A novel E2-virome-enriched phage, φBTZT001P (belonging to Wulfhauvirus), lysogenically infects Bacteroides thetaiotaomicron.

• φBTZT001P was identified as a novel phage enriched in the E2 virome.
• The phage belongs to the genus Wulfhauvirus.
• φBTZT001P infects Bacteroides thetaiotaomicron through lysogenic infection.
• Lysogenic infection of B. thetaiotaomicron by φBTZT001P increased sphingosine production in the host bacterium.

Sphingosine produced downstream of φBTZT001P lysogeny suppresses the commensal bacterium Blautia obeum, leading to worsened intestinal inflammation.

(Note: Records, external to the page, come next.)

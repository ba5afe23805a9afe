//! # Dynamic gRPC
//!
//! Building blocks for calling gRPC methods known only through a `DescriptorPool`.
//!
//! Requests are built as `prost_reflect::DynamicMessage`s from JSON arguments before the call
//! starts, so that a malformed argument is reported to the caller instead of surfacing as a
//! status half way through a stream. Responses are transcoded back to `serde_json::Value`.
pub mod client;
pub mod codec;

• Increased sphingosine production resulting from φBTZT001P infection of B. thetaiotaomicron suppressed B. obeum in the gut.
• Reduction of B. obeum was associated with worsened intestinal inflammation.
• This establishes a mechanistic phage-bacteria-metabolite-intestine axis.
• The axis links virome configuration to downstream microbial and metabolic changes that modulate host inflammation.

Configurational differences in the gut virome dictate disease outcome through a phage-bacteria-metabolite-intestine axis.

• The axis operates through φBTZT001P → B. thetaiotaomicron → sphingosine → suppression of B. obeum → intestinal inflammation.
• This axis highlights the importance of gut phage-bacteria crosstalk in health and disease.
• The findings reveal that virome enterotype, not just virome composition alone, is functionally relevant to disease outcome.
• The study positions gut virome configuration as a determinant of inflammation heterogeneity in Crohn's disease.